TASK DESCRIPTION> The answer must be every line below that contains the string "tokio".

DATA FOR ANALYSIS>
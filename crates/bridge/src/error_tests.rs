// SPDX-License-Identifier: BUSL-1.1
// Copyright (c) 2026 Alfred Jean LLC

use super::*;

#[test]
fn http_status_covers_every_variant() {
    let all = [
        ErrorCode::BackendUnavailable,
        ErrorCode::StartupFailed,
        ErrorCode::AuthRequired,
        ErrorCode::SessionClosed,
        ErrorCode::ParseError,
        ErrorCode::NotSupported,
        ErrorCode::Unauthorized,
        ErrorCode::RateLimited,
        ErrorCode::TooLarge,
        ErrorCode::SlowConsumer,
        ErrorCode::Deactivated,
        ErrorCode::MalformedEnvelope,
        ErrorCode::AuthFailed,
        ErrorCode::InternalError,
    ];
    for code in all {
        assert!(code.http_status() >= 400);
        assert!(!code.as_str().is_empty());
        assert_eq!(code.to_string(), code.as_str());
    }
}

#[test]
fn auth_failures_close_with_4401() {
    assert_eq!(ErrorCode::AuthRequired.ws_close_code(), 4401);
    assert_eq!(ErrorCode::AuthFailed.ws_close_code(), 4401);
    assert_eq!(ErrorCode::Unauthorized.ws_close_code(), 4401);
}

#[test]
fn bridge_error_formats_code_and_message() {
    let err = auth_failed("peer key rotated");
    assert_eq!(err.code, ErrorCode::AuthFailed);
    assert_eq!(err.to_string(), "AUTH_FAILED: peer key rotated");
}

* * *

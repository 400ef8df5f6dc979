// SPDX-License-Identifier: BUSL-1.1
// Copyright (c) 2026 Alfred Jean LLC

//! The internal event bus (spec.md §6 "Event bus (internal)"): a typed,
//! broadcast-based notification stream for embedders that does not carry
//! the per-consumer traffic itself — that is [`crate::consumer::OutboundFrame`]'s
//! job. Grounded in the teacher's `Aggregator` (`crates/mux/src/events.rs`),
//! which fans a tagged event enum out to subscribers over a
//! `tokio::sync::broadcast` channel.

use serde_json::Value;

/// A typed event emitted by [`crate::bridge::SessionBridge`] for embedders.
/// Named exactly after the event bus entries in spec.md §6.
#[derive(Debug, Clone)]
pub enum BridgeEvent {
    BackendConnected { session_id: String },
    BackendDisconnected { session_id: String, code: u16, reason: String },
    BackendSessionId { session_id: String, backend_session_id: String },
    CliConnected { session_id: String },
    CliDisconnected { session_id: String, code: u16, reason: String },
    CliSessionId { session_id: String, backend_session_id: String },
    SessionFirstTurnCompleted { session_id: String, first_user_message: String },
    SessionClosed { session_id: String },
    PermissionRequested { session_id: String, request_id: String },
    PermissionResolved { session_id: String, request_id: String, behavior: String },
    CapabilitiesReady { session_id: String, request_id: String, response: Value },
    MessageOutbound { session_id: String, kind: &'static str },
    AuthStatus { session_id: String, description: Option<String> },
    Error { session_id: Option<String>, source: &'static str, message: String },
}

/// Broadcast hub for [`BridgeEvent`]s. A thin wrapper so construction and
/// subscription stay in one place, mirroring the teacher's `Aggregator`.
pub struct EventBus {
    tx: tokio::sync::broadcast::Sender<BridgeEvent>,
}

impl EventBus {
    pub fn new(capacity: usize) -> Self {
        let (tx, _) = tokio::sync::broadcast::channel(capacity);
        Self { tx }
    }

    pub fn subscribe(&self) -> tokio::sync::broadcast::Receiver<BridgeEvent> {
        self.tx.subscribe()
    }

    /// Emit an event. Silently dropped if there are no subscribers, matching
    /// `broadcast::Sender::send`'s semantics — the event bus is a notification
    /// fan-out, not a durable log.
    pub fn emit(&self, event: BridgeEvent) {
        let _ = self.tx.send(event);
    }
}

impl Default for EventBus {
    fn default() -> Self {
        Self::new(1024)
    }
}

WRITTEN SOLUTION>
//! `tokio::sync::broadcast` channel.
    tx: tokio::sync::broadcast::Sender<BridgeEvent>,
        let (tx, _) = tokio::sync::broadcast::channel(capacity);
    pub fn subscribe(&self) -> tokio::sync::broadcast::Receiver<BridgeEvent> {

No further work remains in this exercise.